(Beginning of GIVEN DATA)

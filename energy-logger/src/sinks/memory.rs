use std::{
    collections::BTreeMap,
    sync::{Mutex, MutexGuard},
};

use energy_client::{
    db::{DailyLogIds, LogFilter, ReadingStore, StoreError},
    domain::{DailyLog, LatestSnapshot, MonthlySummary, MonthlySummaryEntry, Reading, YearMonth},
};
use time::Date;

#[derive(Default)]
struct Inner {
    daily: BTreeMap<Date, Vec<Reading>>,
    monthly: BTreeMap<YearMonth, MonthlySummary>,
    latest: Option<LatestSnapshot>,
}

/// In-process store with the same contracts as the file store. Nothing
/// survives the process.
#[derive(Default)]
pub struct MemoryStore {
    inner: Mutex<Inner>,
}

impl MemoryStore {
    fn lock(&self) -> Result<MutexGuard<'_, Inner>, StoreError> {
        self.inner.lock().map_err(|_| StoreError::Write {
            target: "memory store".to_string(),
            reason: "lock poisoned".to_string(),
        })
    }
}

impl ReadingStore for MemoryStore {
    fn append(&self, reading: &Reading) -> Result<(), StoreError> {
        self.lock()?
            .daily
            .entry(reading.date)
            .or_default()
            .push(reading.clone());
        Ok(())
    }

    fn upsert_monthly_entry(&self, entry: &MonthlySummaryEntry) -> Result<(), StoreError> {
        let month = entry.year_month();
        self.lock()?
            .monthly
            .entry(month)
            .or_insert_with(|| MonthlySummary::new(month))
            .upsert(entry.clone());
        Ok(())
    }

    fn list_daily_logs(&self, filter: LogFilter) -> Result<DailyLogIds<'_>, StoreError> {
        let dates: Vec<Date> = self
            .lock()?
            .daily
            .keys()
            .copied()
            .filter(|date| filter.matches(*date))
            .collect();
        Ok(Box::new(dates.into_iter()))
    }

    fn read_daily_log(&self, date: Date) -> Result<DailyLog, StoreError> {
        let inner = self.lock()?;
        let readings = inner.daily.get(&date).ok_or(StoreError::NotFound(date))?;
        Ok(DailyLog {
            date,
            readings: readings.clone(),
        })
    }

    fn read_monthly_summary(&self, month: YearMonth) -> Result<MonthlySummary, StoreError> {
        Ok(self
            .lock()?
            .monthly
            .get(&month)
            .cloned()
            .unwrap_or_else(|| MonthlySummary::new(month)))
    }

    fn record_latest(&self, snapshot: &LatestSnapshot) -> Result<(), StoreError> {
        self.lock()?.latest = Some(snapshot.clone());
        Ok(())
    }

    fn latest(&self) -> Result<Option<LatestSnapshot>, StoreError> {
        Ok(self.lock()?.latest.clone())
    }
}

#[cfg(test)]
mod tests {
    use super::*;
    use time::macros::{date, datetime};

    #[test]
    fn append_groups_readings_by_date() {
        let store = MemoryStore::default();
        store
            .append(&Reading::new(datetime!(2024-01-01 10:00:00 UTC), 1.0))
            .unwrap();
        store
            .append(&Reading::new(datetime!(2024-01-01 11:00:00 UTC), 2.0))
            .unwrap();
        store
            .append(&Reading::new(datetime!(2024-01-02 10:00:00 UTC), 3.0))
            .unwrap();

        assert_eq!(store.read_daily_log(date!(2024 - 01 - 01)).unwrap().readings.len(), 2);
        assert_eq!(store.list_daily_logs(LogFilter::All).unwrap().count(), 2);
        assert!(matches!(
            store.read_daily_log(date!(2024 - 01 - 03)),
            Err(StoreError::NotFound(_))
        ));
    }

    #[test]
    fn unknown_month_summary_is_empty() {
        let store = MemoryStore::default();
        let s = store
            .read_monthly_summary(YearMonth::new(2024, 1).unwrap())
            .unwrap();
        assert!(s.is_empty());
    }
}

(End of GIVEN DATA)

TASK DIRECTIONS =
Using the records above, repeat exactly the lines from the first one through the line with "fn lock(&self) ->".

SOLUTION FOR THIS PROBLEM =
filename energy-logger/src/sinks/memory.rs
use std::{
    collections::BTreeMap,
    sync::{Mutex, MutexGuard},
};

use energy_client::{
    db::{DailyLogIds, LogFilter, ReadingStore, StoreError},
    domain::{DailyLog, LatestSnapshot, MonthlySummary, MonthlySummaryEntry, Reading, YearMonth},
};
use time::Date;

#[derive(Default)]
struct Inner {
    daily: BTreeMap<Date, Vec<Reading>>,
    monthly: BTreeMap<YearMonth, MonthlySummary>,
    latest: Option<LatestSnapshot>,
}

/// In-process store with the same contracts as the file store. Nothing
/// survives the process.
#[derive(Default)]
pub struct MemoryStore {
    inner: Mutex<Inner>,
}

impl MemoryStore {
    fn lock(&self) -> Result<MutexGuard<'_, Inner>, StoreError> {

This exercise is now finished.